# Task requirements:
Quote exactly the lines from the start of the entries to the one with "#[derive(Debug, Clone, Copy, PartialEq, Eq)]", both ends included.

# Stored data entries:
use crate::errors::MoveError;
use crate::game_state::chess_rules::DEFAULT_PROMOTION;
use crate::game_state::{chess_types::*, game_state::GameState};
use crate::move_generation::legal_moves_king::{castling_rook_squares, is_castling_move};
use crate::move_generation::legal_moves_pawn::{en_passant_victim, is_pawn_promotion};

/// What a single applied move did to the board. Feedback and the history log
/// read this instead of diffing boards.
#[derive(Debug, Clone, Copy, PartialEq, Eq)]
pub struct AppliedMove {
    pub from: Square,
    pub to: Square,
    pub moved: Piece,
    pub captured: Option<Piece>,
    /// Square the captured piece stood on; differs from `to` only for en passant.
    pub captured_on: Option<Square>,
    pub en_passant_victim: Option<Square>,
    pub rook_move: Option<(Square, Square)>,
    pub promotion: Option<PieceKind>,
}

impl AppliedMove {
    #[inline]
    pub fn is_capture(&self) -> bool {
        self.captured.is_some()
    }

    #[inline]
    pub fn is_castling(&self) -> bool {
        self.rook_move.is_some()
    }
}

/// Trusted mutation path: applies `from -> to` without a legality check. Only
/// an empty origin is refused. Side to move flips to the opposite of the
/// moved piece's color.
pub fn apply_move(
    game_state: &mut GameState,
    from: Square,
    to: Square,
    promotion: Option<PieceKind>,
) -> Result<AppliedMove, MoveError> {
    if !from.is_valid() || !to.is_valid() {
        return Err(MoveError::IllegalDestination { from, to });
    }
    let moved = game_state
        .board
        .piece_at(from)
        .ok_or(MoveError::EmptyOrigin(from))?;

    let board = &mut game_state.board;

    // En passant: a pawn moving diagonally onto the empty target square.
    let mut en_passant_square = None;
    if moved.kind == PieceKind::Pawn
        && from.col != to.col
        && board.is_empty(to)
        && game_state.en_passant == Some(to)
    {
        let victim = en_passant_victim(from, to);
        if board.piece_at(victim) == Some(Piece::new(moved.color.opposite(), PieceKind::Pawn)) {
            en_passant_square = Some(victim);
        }
    }

    let (captured, captured_on) = match en_passant_square {
        Some(victim) => (board.take(victim), Some(victim)),
        None => {
            let captured = board.take(to);
            (captured, captured.map(|_| to))
        }
    };

    board.set(from, None);

    let promotion = if is_pawn_promotion(moved, to) {
        Some(promotion.unwrap_or(DEFAULT_PROMOTION))
    } else {
        None
    };
    let placed = match promotion {
        Some(kind) => Piece::new(moved.color, kind),
        None => moved,
    };
    board.set(to, Some(placed));

    let rook_move = if is_castling_move(moved, from, to) {
        let (rook_from, rook_to) = castling_rook_squares(from, to);
        let rook = board.take(rook_from);
        board.set(rook_to, rook);
        Some((rook_from, rook_to))
    } else {
        None
    };

    update_castling_rights(&mut game_state.castling_rights, moved, from, captured, captured_on);

    game_state.en_passant = if moved.kind == PieceKind::Pawn && from.row.abs_diff(to.row) == 2 {
        Some(Square::new((from.row + to.row) / 2, from.col))
    } else {
        None
    };

    game_state.side_to_move = moved.color.opposite();

    Ok(AppliedMove {
        from,
        to,
        moved,
        captured,
        captured_on,
        en_passant_victim: en_passant_square,
        rook_move,
        promotion,
    })
}

fn update_castling_rights(
    rights: &mut CastlingRights,
    moved: Piece,
    from: Square,
    captured: Option<Piece>,
    captured_on: Option<Square>,
) {
    match moved.kind {
        PieceKind::King => rights.clear_color(moved.color),
        PieceKind::Rook => clear_rook_corner(rights, moved.color, from),
        _ => {}
    }

    if let (Some(piece), Some(square)) = (captured, captured_on) {
        if piece.kind == PieceKind::Rook {
            clear_rook_corner(rights, piece.color, square);
        }
    }
}

fn clear_rook_corner(rights: &mut CastlingRights, color: Color, square: Square) {
    if square.row != color.home_row() {
        return;
    }
    match square.col {
        7 => rights.clear(kingside_flag(color)),
        0 => rights.clear(queenside_flag(color)),
        _ => {}
    }
}

#[cfg(test)]
mod tests {
    use super::apply_move;
    use crate::game_state::chess_types::*;
    use crate::game_state::game_state::GameState;
    use crate::utils::algebraic::algebraic_to_square;

    fn sq(name: &str) -> Square {
        algebraic_to_square(name).expect("valid square")
    }

    #[test]
    fn double_push_sets_en_passant_target_and_flips_side() {
        let mut game = GameState::new_game();
        let applied = apply_move(&mut game, sq("e2"), sq("e4"), None).expect("move applies");
        assert_eq!(applied.captured, None);
        assert_eq!(game.en_passant, Some(sq("e3")));
        assert_eq!(game.side_to_move, Color::Black);

        apply_move(&mut game, sq("g8"), sq("f6"), None).expect("move applies");
        assert_eq!(game.en_passant, None);
    }

    #[test]
    fn en_passant_removes_victim_pawn() {
        let mut game = GameState::from_fen("4k3/8/8/3pP3/8/8/8/4K3 w - d6 0 1").expect("FEN should parse");
        let applied = apply_move(&mut game, sq("e5"), sq("d6"), None).expect("move applies");
        assert_eq!(applied.en_passant_victim, Some(sq("d5")));
        assert_eq!(applied.captured, Some(Piece::new(Color::Black, PieceKind::Pawn)));
        assert!(game.board.is_empty(sq("d5")));
        assert_eq!(game.board.piece_at(sq("d6")), Some(Piece::new(Color::White, PieceKind::Pawn)));
    }

    #[test]
    fn castling_relocates_rook_and_clears_rights() {
        let mut game = GameState::from_fen("r3k2r/8/8/8/8/8/8/R3K2R w KQkq - 0 1").expect("FEN should parse");
        let applied = apply_move(&mut game, sq("e1"), sq("g1"), None).expect("move applies");
        assert_eq!(applied.rook_move, Some((sq("h1"), sq("f1"))));
        assert_eq!(game.board.piece_at(sq("f1")), Some(Piece::new(Color::White, PieceKind::Rook)));
        assert!(game.board.is_empty(sq("h1")));
        assert_eq!(game.castling_rights.to_fen_field(), "kq");

        let applied = apply_move(&mut game, sq("e8"), sq("c8"), None).expect("move applies");
        assert_eq!(applied.rook_move, Some((sq("a8"), sq("d8"))));
        assert_eq!(game.castling_rights, CastlingRights::none());
    }

    #[test]
    fn promotion_defaults_to_queen_and_honours_choice() {
        let mut game = GameState::from_fen("4k3/P7/8/8/8/8/8/4K3 w - - 0 1").expect("FEN should parse");
        let mut knight = game;

        apply_move(&mut game, sq("a7"), sq("a8"), None).expect("move applies");
        assert_eq!(game.board.piece_at(sq("a8")), Some(Piece::new(Color::White, PieceKind::Queen)));

        let applied = apply_move(&mut knight, sq("a7"), sq("a8"), Some(PieceKind::Knight)).expect("move applies");
        assert_eq!(applied.promotion, Some(PieceKind::Knight));
        assert_eq!(knight.board.piece_at(sq("a8")), Some(Piece::new(Color::White, PieceKind::Knight)));
    }

    #[test]
    fn capturing_home_rook_clears_that_right_only() {
        let mut game = GameState::from_fen("r3k2r/8/8/8/8/8/8/R3K2B w KQkq - 0 1").expect("FEN should parse");
        // Bishop h1 takes a8.
        apply_move(&mut game, sq("h1"), sq("a8"), None).expect("move applies");
        assert!(!game.castling_rights.has(CASTLE_BLACK_QUEENSIDE));
        assert!(game.castling_rights.has(CASTLE_BLACK_KINGSIDE));
    }

    #[test]
    fn rights_never_regained() {
        let mut game = GameState::from_fen("r3k2r/8/8/8/8/8/8/R3K2R w KQkq - 0 1").expect("FEN should parse");
        let mut previous = game.castling_rights.bits();
        for (from, to) in [("h1", "h2"), ("a8", "a7"), ("h2", "h1"), ("a7", "a8"), ("e1", "e2"), ("e8", "e7")] {
            apply_move(&mut game, sq(from), sq(to), None).expect("move applies");
            let now = game.castling_rights.bits();
            assert_eq!(now & !previous, 0, "rights regained after {from}{to}");
            previous = now;
        }
        assert_eq!(game.castling_rights, CastlingRights::none());
    }

    #[test]
    fn empty_origin_is_refused_without_mutation() {
        let mut game = GameState::new_game();
        let before = game;
        assert!(apply_move(&mut game, sq("e4"), sq("e5"), None).is_err());
        assert_eq!(game, before);
    }
}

# Solution to this task:
use crate::errors::MoveError;
use crate::game_state::chess_rules::DEFAULT_PROMOTION;
use crate::game_state::{chess_types::*, game_state::GameState};
use crate::move_generation::legal_moves_king::{castling_rook_squares, is_castling_move};
use crate::move_generation::legal_moves_pawn::{en_passant_victim, is_pawn_promotion};

/// What a single applied move did to the board. Feedback and the history log
/// read this instead of diffing boards.
#[derive(Debug, Clone, Copy, PartialEq, Eq)]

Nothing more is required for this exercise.